**EXERCISE DATA**.
impl<T: Reflect> Seq for Vec<T> {
    fn len(&self) -> usize {
        Vec::len(self)
    }

    fn get(&self, index: usize) -> Option<&dyn Reflect> {
        self.as_slice().get(index).map(|v| v as &dyn Reflect)
    }

    fn get_mut(&mut self, index: usize) -> Option<&mut dyn Reflect> {
        self.as_mut_slice()
            .get_mut(index)
            .map(|v| v as &mut dyn Reflect)
    }
}

fn json_object_entries<K: MapKey, V: Reflect + Default>(
    value: &JsonValue,
) -> Result<Vec<(K, V)>, CoerceError> {
    let object = value
        .as_object()
        .ok_or_else(|| CoerceError::mismatch("object", value))?;
    object
        .iter()
        .map(|(text, raw)| {
            let key = K::parse_key(text).ok_or_else(|| CoerceError::Parse {
                expected: "map key",
                text: text.clone(),
            })?;
            let mut item = V::default();
            item.assign_json(raw)?;
            Ok((key, item))
        })
        .collect()
}

impl<K, V> Reflect for HashMap<K, V>
where
    K: MapKey + Eq + Hash,
    V: Reflect + Default,
{
    fn view(&self) -> View<'_> {
        View::Map(self)
    }

    fn view_mut(&mut self) -> ViewMut<'_> {
        ViewMut::Map(self)
    }

    fn assign_json(&mut self, value: &JsonValue) -> Result<(), CoerceError> {
        *self = json_object_entries(value)?.into_iter().collect();
        Ok(())
    }

    fn kind() -> Kind {
        Kind::Map
    }
}

impl<K, V> Map for HashMap<K, V>
where
    K: MapKey + Eq + Hash,
    V: Reflect,
{
    fn len(&self) -> usize {
        HashMap::len(self)
    }

    fn get(&self, key: &str) -> Option<&dyn Reflect> {
        let key = K::parse_key(key)?;
        HashMap::get(self, &key).map(|v| v as &dyn Reflect)
    }

    fn get_mut(&mut self, key: &str) -> Option<&mut dyn Reflect> {
        let key = K::parse_key(key)?;
        HashMap::get_mut(self, &key).map(|v| v as &mut dyn Reflect)
    }

    fn entries(&self) -> Vec<MapEntry<'_>> {
        self.iter()
            .map(|(key, value)| MapEntry {
                text: key.key_text(),
                key,
                value,
            })
            .collect()
    }
}

impl<K, V> Reflect for BTreeMap<K, V>
where
    K: MapKey + Ord,
    V: Reflect + Default,
{
    fn view(&self) -> View<'_> {
        View::Map(self)
    }

    fn view_mut(&mut self) -> ViewMut<'_> {
        ViewMut::Map(self)
    }

    fn assign_json(&mut self, value: &JsonValue) -> Result<(), CoerceError> {
        *self = json_object_entries(value)?.into_iter().collect();
        Ok(())
    }

    fn kind() -> Kind {
        Kind::Map
    }
}

impl<K, V> Map for BTreeMap<K, V>
where
    K: MapKey + Ord,
    V: Reflect,
{
    fn len(&self) -> usize {
        BTreeMap::len(self)
    }

    fn get(&self, key: &str) -> Option<&dyn Reflect> {
        let key = K::parse_key(key)?;
        BTreeMap::get(self, &key).map(|v| v as &dyn Reflect)
    }

    fn get_mut(&mut self, key: &str) -> Option<&mut dyn Reflect> {
        let key = K::parse_key(key)?;
        BTreeMap::get_mut(self, &key).map(|v| v as &mut dyn Reflect)
    }

    fn entries(&self) -> Vec<MapEntry<'_>> {
        self.iter()
            .map(|(key, value)| MapEntry {
                text: key.key_text(),
                key,
                value,
            })
            .collect()
    }
}

impl Reflect for JsonValue {
    fn view(&self) -> View<'_> {
        match self {
            JsonValue::Null => View::Nil,
            JsonValue::Bool(b) => View::Bool(*b),
            JsonValue::Number(n) => n.as_f64().map_or(View::Nil, View::Float),
            JsonValue::String(s) => View::Str(s),
            JsonValue::Array(items) => View::Seq(items),
            JsonValue::Object(map) => View::Map(map),
        }
    }

    fn view_mut(&mut self) -> ViewMut<'_> {
        match self {
            JsonValue::Array(items) => ViewMut::Seq(items),
            JsonValue::Object(map) => ViewMut::Map(map),
            _ => ViewMut::Leaf,
        }
    }

    fn assign_strs(&mut self, values: &[&str], _loose_zero: bool) -> Result<(), CoerceError> {
        *self = match values {
            [] => return Err(CoerceError::Empty),
            [one] => JsonValue::String(one.to_string()),
            many => JsonValue::Array(
                many.iter()
                    .map(|text| JsonValue::String(text.to_string()))
                    .collect(),
            ),
        };
        Ok(())
    }

    fn assign_json(&mut self, value: &JsonValue) -> Result<(), CoerceError> {
        *self = value.clone();
        Ok(())
    }

    fn kind() -> Kind {
        Kind::Dynamic
    }
}

impl Map for serde_json::Map<String, JsonValue> {
    fn len(&self) -> usize {
        serde_json::Map::len(self)
    }

    fn get(&self, key: &str) -> Option<&dyn Reflect> {
        serde_json::Map::get(self, key).map(|v| v as &dyn Reflect)
    }

    fn get_mut(&mut self, key: &str) -> Option<&mut dyn Reflect> {
        serde_json::Map::get_mut(self, key).map(|v| v as &mut dyn Reflect)
    }

    fn entries(&self) -> Vec<MapEntry<'_>> {
        self.iter()
            .map(|(key, value)| MapEntry {
                text: key.clone(),
                key,
                value,
            })
            .collect()
    }
}
//! Populates struct fields from string parameters.
//!
//! Fields opt in with a `param` tag, `param = "name"` or
//! `param = "name,required"`; an empty name means the field's own name. A
//! `default` tag supplies a JSON value used when the source has nothing for
//! the field. String fields may write their default bare
//! (`default = "anonymous"`), and composite fields may use single quotes
//! (`default = "['a','b']"`).

use std::any::type_name;
use std::collections::HashMap;

use log::{debug, trace};
use thiserror::Error;

use crate::access;
use crate::error::{CoerceError, TagExprError};
use crate::reflect::{JsonValue, Kind, Reflect, StructDesc};
use crate::registry::{TypeCache, flatten};

/// Where parameter values come from.
pub trait ParamSource {
    /// All values supplied under `name`, or `None` if it is absent.
    fn values(&self, name: &str) -> Option<Vec<&str>>;
}

impl ParamSource for HashMap<String, Vec<String>> {
    fn values(&self, name: &str) -> Option<Vec<&str>> {
        self.get(name)
            .map(|values| values.iter().map(String::as_str).collect())
    }
}

impl ParamSource for HashMap<String, String> {
    fn values(&self, name: &str) -> Option<Vec<&str>> {
        self.get(name).map(|value| vec![value.as_str()])
    }
}

#[derive(Error, Debug)]
pub enum BindError {
    #[error("missing required parameter '{0}'")]
    Required(String),

    #[error("parameter for field '{field}': {source}")]
    TypeMismatch {
        field: String,
        #[source]
        source: CoerceError,
    },

    #[error("default value of field '{field}' does not fit: {source}")]
    InvalidDefault {
        field: String,
        #[source]
        source: CoerceError,
    },

    #[error("default value of field '{field}' is not valid JSON: {source}")]
    DefaultSyntax {
        field: String,
        #[source]
        source: serde_json::Error,
    },

    #[error("field '{0}' cannot be reached")]
    Unreachable(String),

    #[error(transparent)]
    Registration(#[from] TagExprError),
}

#[derive(Debug, Clone)]
pub struct BinderConfig {
    pub param_tag: String,
    pub default_tag: String,
    /// Accept an empty string as the zero value of numbers and booleans
    pub loose_zero_mode: bool,
}

impl Default for BinderConfig {
    fn default() -> Self {
        BinderConfig {
            param_tag: "param".to_string(),
            default_tag: "default".to_string(),
            loose_zero_mode: false,
        }
    }
}

/// A bindable field, read from the tags once per type.
#[derive(Debug, Clone)]
pub struct ParamInfo {
    pub field_path: String,
    pub param_name: String,
    pub required: bool,
    pub default: Option<JsonValue>,
}

pub struct Binder {
    config: BinderConfig,
    cache: TypeCache<Vec<ParamInfo>>,
}

impl Binder {
    pub fn new(config: BinderConfig) -> Self {
        Binder {
            config,
            cache: TypeCache::new(),
        }
    }

    pub fn config(&self) -> &BinderConfig {
        &self.config
    }

    pub fn bind<T: Reflect>(&self, target: &mut T, source: &impl ParamSource) -> Result<(), BindError> {
        let desc = T::struct_desc().ok_or_else(|| TagExprError::NotAStruct(type_name::<T>().to_string()))?;
        let params = self
            .cache
            .get_or_try_insert_with(desc.type_id, || self.collect_params(&desc))?;

        // Missing required parameters fail before any field is written.
        let supplied = |info: &ParamInfo| {
            source
                .values(&info.param_name)
                .is_some_and(|values| !values.is_empty())
        };
        if let Some(missing) = params
            .iter()
            .find(|info| info.required && info.default.is_none() && !supplied(info))
        {
            return Err(BindError::Required(missing.param_name.clone()));
        }

        for info in params.iter() {
            match source.values(&info.param_name) {
                Some(values) if !values.is_empty() => {
                    trace!("binding {} from {:?}", info.field_path, values);
                    field_mut(&mut *target, &info.field_path)?
                        .assign_strs(&values, self.config.loose_zero_mode)
                        .map_err(|source| BindError::TypeMismatch {
                            field: info.field_path.clone(),
                            source,
                        })?;
                }
                _ => {
                    if let Some(default) = &info.default {
                        field_mut(&mut *target, &info.field_path)?
                            .assign_json(default)
                            .map_err(|source| BindError::InvalidDefault {
                                field: info.field_path.clone(),
                                source,
                            })?;
                    }
                }
            }
        }
        Ok(())
    }

    fn collect_params(&self, desc: &StructDesc) -> Result<Vec<ParamInfo>, BindError> {
        let mut params = Vec::new();
        for field in flatten(desc) {
            let param = field.tag(&self.config.param_tag);
            let default = field.tag(&self.config.default_tag);
            if param.is_none() && default.is_none() {
                continue;
            }

            let (name, required) = parse_param_tag(param.unwrap_or_default());
            let default = default
                .map(|text| {
                    serde_json::from_str(&default_to_json(text, field.kind)).map_err(|source| {
                        BindError::DefaultSyntax {
                            field: field.path.clone(),
                            source,
                        }
                    })
                })
                .transpose()?;

            params.push(ParamInfo {
                param_name: if name.is_empty() { field.name().to_string() } else { name.to_string() },
                field_path: field.path,
                required,
                default,
            });
        }
        debug!("{}: {} bindable fields", desc.type_name, params.len());
        Ok(params)
    }
}

impl Default for Binder {
    fn default() -> Self {
        Binder::new(BinderConfig::default())
    }
}

/// Reaches a field that is about to be written, allocating nil pointers on
/// the way.
fn field_mut<'t>(target: &'t mut dyn Reflect, path: &str) -> Result<&'t mut dyn Reflect, BindError> {
    access::resolve_mut(target, path, true).ok_or_else(|| BindError::Unreachable(path.to_string()))
}

/// Splits `name[,required]`.
fn parse_param_tag(tag: &str) -> (&str, bool) {
    let mut parts = tag.split(',').map(str::trim);
    let name = parts.next().unwrap_or_default();
    let required = parts.any(|option| option == "required");
    (name, required)
}

/// Rewrites default tag text into JSON for the field's kind.
fn default_to_json(text: &str, kind: Kind) -> String {
    match kind {
        Kind::String => JsonValue::String(text.to_string()).to_string(),
        Kind::Seq | Kind::Map | Kind::Struct | Kind::Dynamic => swap_quotes(text),
        Kind::Bool | Kind::Int | Kind::Uint | Kind::Float => text.trim().to_string(),
    }
}

/// `'` becomes `"`, while `\'` stays a literal single quote.
fn swap_quotes(text: &str) -> String {
    let mut out = String::with_capacity(text.len());
    let mut chars = text.chars().peekable();
    while let Some(ch) = chars.next() {
        match ch {
            '\\' if chars.peek() == Some(&'\'') => {
                out.push('\'');
                chars.next();
            }
            '\'' => out.push('"'),
            other => out.push(other),
        }
    }
    out
}

#[test]
fn test_parse_param_tag() {
    assert_eq!(parse_param_tag("id,required"), ("id", true));
    assert_eq!(parse_param_tag("id"), ("id", false));
    assert_eq!(parse_param_tag(""), ("", false));
}

#[test]
fn test_default_to_json() {
    assert_eq!(default_to_json("hi \"x\"", Kind::String), r#""hi \"x\"""#);
    assert_eq!(default_to_json(r"['a','it\'s']", Kind::Seq), r#"["a","it's"]"#);
    assert_eq!(default_to_json(" 42 ", Kind::Int), "42");
}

**ASSIGNED TASK**. Would you please copy all lines in the data that contain the word "BTreeMap"?

**SOLUTION**.
impl<K, V> Reflect for BTreeMap<K, V>
impl<K, V> Map for BTreeMap<K, V>
        BTreeMap::len(self)
        BTreeMap::get(self, &key).map(|v| v as &dyn Reflect)
        BTreeMap::get_mut(self, &key).map(|v| v as &mut dyn Reflect)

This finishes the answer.